Cinéma littéral du monde médié (Jean-Marie Gleize, Eric Pellet)

 

Si, comme le pense Clément Rosset, le réel est ce qui exclut le double, comment dire, capter, enregistrer, transmettre le Réel ou, du moins, un certain réel possible [20] ? Cette interrogation constitue l’une des questions autour desquelles tourne l’écriture de Jean-Marie Gleize. Dans Film à venir la possibilité de cette captation est questionnée à partir d’images plastiques, directement ou indirectement convoquées dans le texte [21]. On sait que la présence d’images photographiques ou écraniques est une sorte de basse continue de l’écriture de Gleize, mais dans ce livre cette présence devient centrale, voire capitale, dès le titre. Comme l’annonce le sous-titre, il s’agit ici d’un essai de « conversions », de passages ou trans-codifications, d’une tentative d’écriture sans images (au sens littéraire du terme), faite à partir d’un film (inexistant, car il est « à venir ») et d’images (filmiques, vidéo, écraniques…).

Dans une écriture qui prend par moments le ton et l’allure d’un scénario, les images (tous azimuts) sont incessamment questionnées. En ouverture on lit : « C’est dans les interruptions de la projection d’un film, dans ces zones découpées où apparaissent des crachats d’encre, que s’impose la méthode du pourrissement de l’objet » ; plus loin : « A la fin du film l’ampoule est une flaque noire au bas de l’écran » ; et encore : « Plus tard encore l’écran est noir, vidé absolument noir » [22]. Au départ donc c’est le noir, le A noir, un noir premier, matriciel, duquel découlent les tentatives d’inscription, de prise de parole qui essaient de dire sans images, au-delà ou en deçà des images. S’agence ainsi une série de plans et de surfaces qui s’encastrent sans fin dans la poursuite d’une captation possible qui revient littéralement au noir par un rectangle (noir) qui apparaît dans le texte comme une photo surexposée, trop chargée car trop remplie (quoique mettre du noir en Chine veut dire écrire), ou un écran de cinéma éteint ou qui ne retransmet rien, où on ne voit plus rien [23].

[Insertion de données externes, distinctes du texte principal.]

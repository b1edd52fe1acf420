//! Configuration for dashboard operations

use chrono::NaiveDate;
use serde::{Deserialize, Serialize};
use std::time::Duration;

use crate::error::{DashError, Result};
use crate::forecast::{DecompositionConfig, ModelKind, NeuralConfig};

/// Environment variable holding the optional Finnhub API key
pub const FINNHUB_API_KEY_ENV: &str = "FINNHUB_API_KEY";

/// Configuration for dashboard operations
#[derive(Debug, Clone, Serialize, Deserialize)]
pub struct DashConfig {
    /// How long a fetched price series stays cached
    pub cache_ttl: Duration,

    /// Maximum number of cached price series
    pub cache_capacity: usize,

    /// Request timeout duration for news sources
    pub request_timeout: Duration,

    /// User agent sent to news sources
    pub user_agent: String,

    /// Default start of the date range selectors
    pub default_start: NaiveDate,

    /// Google News RSS search endpoint
    pub google_news_url: String,

    /// Language for news search results
    pub news_language: String,

    /// Yahoo Finance stock-market news listing page
    pub yahoo_news_url: String,

    /// Base for relative links found on Yahoo Finance pages
    pub yahoo_base_url: String,

    /// Backend used when the prediction page does not choose one
    pub default_model: ModelKind,

    /// Decomposition backend settings
    pub decomposition: DecompositionConfig,

    /// Neural backend settings
    pub neural: NeuralConfig,

    /// Finnhub API key (optional)
    pub finnhub_api_key: Option<String>,

    /// Finnhub requests per minute
    pub finnhub_rate_limit: u32,
}

impl Default for DashConfig {
    fn default() -> Self {
        Self {
            cache_ttl: Duration::from_secs(900),
            cache_capacity: 64,
            request_timeout: Duration::from_secs(30),
            user_agent: concat!("stockdash/", env!("CARGO_PKG_VERSION")).to_string(),
            default_start: NaiveDate::from_ymd_opt(2010, 1, 1).unwrap_or_default(),
            google_news_url: "https://news.google.com/rss/search".to_string(),
            news_language: "en".to_string(),
            yahoo_news_url: "https://finance.yahoo.com/topic/stock-market-news/".to_string(),
            yahoo_base_url: "https://finance.yahoo.com".to_string(),
            default_model: ModelKind::Decomposition,
            decomposition: DecompositionConfig::default(),
            neural: NeuralConfig::default(),
            finnhub_api_key: None,
            finnhub_rate_limit: 60,
        }
    }
}

impl DashConfig {
    /// Create a new configuration builder
    pub fn builder() -> DashConfigBuilder {
        DashConfigBuilder::default()
    }

    /// Load optional API keys from environment
    pub fn with_env_api_keys(mut self) -> Self {
        if let Ok(key) = std::env::var(FINNHUB_API_KEY_ENV) {
            if !key.trim().is_empty() {
                self.finnhub_api_key = Some(key);
            }
        }
        self
    }

    /// Validate the configuration
    pub fn validate(&self) -> Result<()> {
        if self.cache_capacity == 0 {
            return Err(DashError::Config(
                "cache_capacity must be greater than 0".to_string(),
            ));
        }

        if self.request_timeout.is_zero() {
            return Err(DashError::Config(
                "request_timeout must be greater than 0".to_string(),
            ));
        }

        if self.finnhub_rate_limit == 0 {
            return Err(DashError::Config(
                "finnhub_rate_limit must be greater than 0".to_string(),
            ));
        }

        for (name, width) in [
            ("decomposition", self.decomposition.interval_width),
            ("neural", self.neural.interval_width),
        ] {
            if width.is_nan() || width <= 0.0 || width >= 1.0 {
                return Err(DashError::Config(format!(
                    "{name} interval_width must be in (0, 1), got {width}"
                )));
            }
        }

        if !(0.0..=1.0).contains(&self.decomposition.changepoint_range) {
            return Err(DashError::Config(
                "changepoint_range must be in [0, 1]".to_string(),
            ));
        }

        if self.neural.hidden_units == 0 || self.neural.epochs == 0 {
            return Err(DashError::Config(
                "neural hidden_units and epochs must be greater than 0".to_string(),
            ));
        }

        if self.neural.learning_rate.is_nan() || self.neural.learning_rate <= 0.0 {
            return Err(DashError::Config(
                "neural learning_rate must be positive".to_string(),
            ));
        }

        Ok(())
    }
}

/// Builder for DashConfig
#[derive(Debug, Default)]
pub struct DashConfigBuilder {
    cache_ttl: Option<Duration>,
    cache_capacity: Option<usize>,
    request_timeout: Option<Duration>,
    user_agent: Option<String>,
    default_start: Option<NaiveDate>,
    google_news_url: Option<String>,
    yahoo_news_url: Option<String>,
    default_model: Option<ModelKind>,
    decomposition: Option<DecompositionConfig>,
    neural: Option<NeuralConfig>,
    finnhub_api_key: Option<String>,
    finnhub_rate_limit: Option<u32>,
}

impl DashConfigBuilder {
    /// Set cache TTL for price series
    pub fn cache_ttl(mut self, duration: Duration) -> Self {
        self.cache_ttl = Some(duration);
        self
    }

    /// Set the number of price series kept in the cache
    pub fn cache_capacity(mut self, capacity: usize) -> Self {
        self.cache_capacity = Some(capacity);
        self
    }

    /// Set request timeout
    pub fn request_timeout(mut self, duration: Duration) -> Self {
        self.request_timeout = Some(duration);
        self
    }

    pub fn user_agent(mut self, agent: impl Into<String>) -> Self {
        self.user_agent = Some(agent.into());
        self
    }

    /// Set the default start date for range selectors
    pub fn default_start(mut self, date: NaiveDate) -> Self {
        self.default_start = Some(date);
        self
    }

    pub fn google_news_url(mut self, url: impl Into<String>) -> Self {
        self.google_news_url = Some(url.into());
        self
    }

    pub fn yahoo_news_url(mut self, url: impl Into<String>) -> Self {
        self.yahoo_news_url = Some(url.into());
        self
    }

    /// Set the default forecast backend
    pub fn default_model(mut self, model: ModelKind) -> Self {
        self.default_model = Some(model);
        self
    }

    pub fn decomposition(mut self, config: DecompositionConfig) -> Self {
        self.decomposition = Some(config);
        self
    }

    pub fn neural(mut self, config: NeuralConfig) -> Self {
        self.neural = Some(config);
        self
    }

    /// Set Finnhub API key
    pub fn finnhub_api_key(mut self, key: impl Into<String>) -> Self {
        self.finnhub_api_key = Some(key.into());
        self
    }

    pub fn finnhub_rate_limit(mut self, per_minute: u32) -> Self {
        self.finnhub_rate_limit = Some(per_minute);
        self
    }

    /// Load optional API keys from environment
    pub fn with_env_api_keys(mut self) -> Self {
        if let Ok(key) = std::env::var(FINNHUB_API_KEY_ENV) {
            if !key.trim().is_empty() {
                self.finnhub_api_key = Some(key);
            }
        }
        self
    }

    /// Build the configuration
    pub fn build(self) -> Result<DashConfig> {
        let defaults = DashConfig::default();

        let config = DashConfig {
            cache_ttl: self.cache_ttl.unwrap_or(defaults.cache_ttl),
            cache_capacity: self.cache_capacity.unwrap_or(defaults.cache_capacity),
            request_timeout: self.request_timeout.unwrap_or(defaults.request_timeout),
            user_agent: self.user_agent.unwrap_or(defaults.user_agent),
            default_start: self.default_start.unwrap_or(defaults.default_start),
            google_news_url: self.google_news_url.unwrap_or(defaults.google_news_url),
            news_language: defaults.news_language,
            yahoo_news_url: self.yahoo_news_url.unwrap_or(defaults.yahoo_news_url),
            yahoo_base_url: defaults.yahoo_base_url,
            default_model: self.default_model.unwrap_or(defaults.default_model),
            decomposition: self.decomposition.unwrap_or(defaults.decomposition),
            neural: self.neural.unwrap_or(defaults.neural),
            finnhub_api_key: self.finnhub_api_key,
            finnhub_rate_limit: self.finnhub_rate_limit.unwrap_or(defaults.finnhub_rate_limit),
        };

        config.validate()?;
        Ok(config)
    }
}

#[cfg(test)]
mod tests {
    use super::*;

    #[test]
    fn test_default_config() {
        let config = DashConfig::default();
        assert_eq!(config.cache_capacity, 64);
        assert_eq!(config.default_model, ModelKind::Decomposition);
        assert_eq!(
            config.default_start,
            NaiveDate::from_ymd_opt(2010, 1, 1).unwrap()
        );
        assert!(config.validate().is_ok());
    }

    #[test]
    fn test_config_builder() {
        let config = DashConfig::builder()
            .cache_capacity(4)
            .default_model(ModelKind::Neural)
            .request_timeout(Duration::from_secs(5))
            .build()
            .unwrap();

        assert_eq!(config.cache_capacity, 4);
        assert_eq!(config.default_model, ModelKind::Neural);
        assert_eq!(config.request_timeout, Duration::from_secs(5));
    }

    #[test]
    fn test_validation_zero_capacity() {
        let result = DashConfig::builder().cache_capacity(0).build();
        assert!(matches!(result, Err(DashError::Config(_))));
    }

    #[test]
    fn test_validation_interval_width() {
        let config = DashConfig {
            neural: NeuralConfig {
                interval_width: 1.5,
                ..NeuralConfig::default()
            },
            ..Default::default()
        };
        assert!(config.validate().is_err());
    }

    #[test]
    fn test_config_serializes() {
        let config = DashConfig::builder().finnhub_api_key("abc").build().unwrap();
        let json = serde_json::to_value(&config).unwrap();
        assert_eq!(json["finnhub_api_key"], "abc");
        assert_eq!(json["default_model"], "decomposition");
        assert_eq!(json["neural"]["seasonality"]["weekly"], "disabled");
    }
}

A ce stade de la progression du livre on s’aperçoit que la « couverture » du réel (« covering the real » est le nom d’un chapitre du livre) va tout aussi bien dans le sens d’un témoignage de quelque chose (en prise directe) que dans le sens d’une médiation ou prise indirecte. Le réel n’existe pas, le réel n’existe qu’en images, ou en images d’images, en images d’images d’images…, il est donc inévitablement médié par les surfaces, les écrans et autres voiles. Le texte s’approprie alors factuellement des images photographiques qui disent, par leur flou et leur indétermination iconique, toute leur ignorance du réel, jusqu’à ce que les mots réapparaissent, comme sortis d’un bain révélateur, imprimés en blanc sur une page noire [24]. Le noir, cette marque d’ignorance matricielle, est aussi à lire comme le point de tension idéal vers lequel l’écriture se dirige dans la tentative de dire tout en neutralisant les (belles) images. Un Film à venir donc, qui tourne du noir au noir.

Entre noir-premier et noir-tension/but, l’écriture des faits (« FACT » [25], peut-être en écho au « What we want is facts » de Dickens dans Hard Times) s’ancre ainsi chez Gleize plus que jamais dans les gestes que la saisie des faits comporte. C’est donc tout naturellement que l’écrivain prête sa voix et son texte, littéralement, à la vidéo d’Eric Pellet Noir-écran. L’essai de captation continue à l’écran, par cette vidéo qui est un film, dans une conversion qui prolonge les tentatives écrites du livre. Les images montrent ce que le texte dit, disent ce que le texte dit, tout en dévoilant les techniques de cette captation. L’intérêt du film, à notre avis, ne réside pas tellement dans cette redite mais se trouve dans l’exhibition des gestes techniques, tels que la mise au point de l’image et la conséquente multiplication des flous, ou encore l’utilisation de plans-séquences qui affichent les mouvements de la caméra ou de son objectif à la recherche d’un cadrage et soulignent les différents fondus (surtout au noir). Tous ces gestes filmiques sont des tentatives de captation qui circulent dans les lignes, les pages et les chapitres de Film à venir. Peu importe si ces gestes appréhendent le monde, disent ou réinventent un certain réel tout en ayant conscience de leur impossibilité foncière.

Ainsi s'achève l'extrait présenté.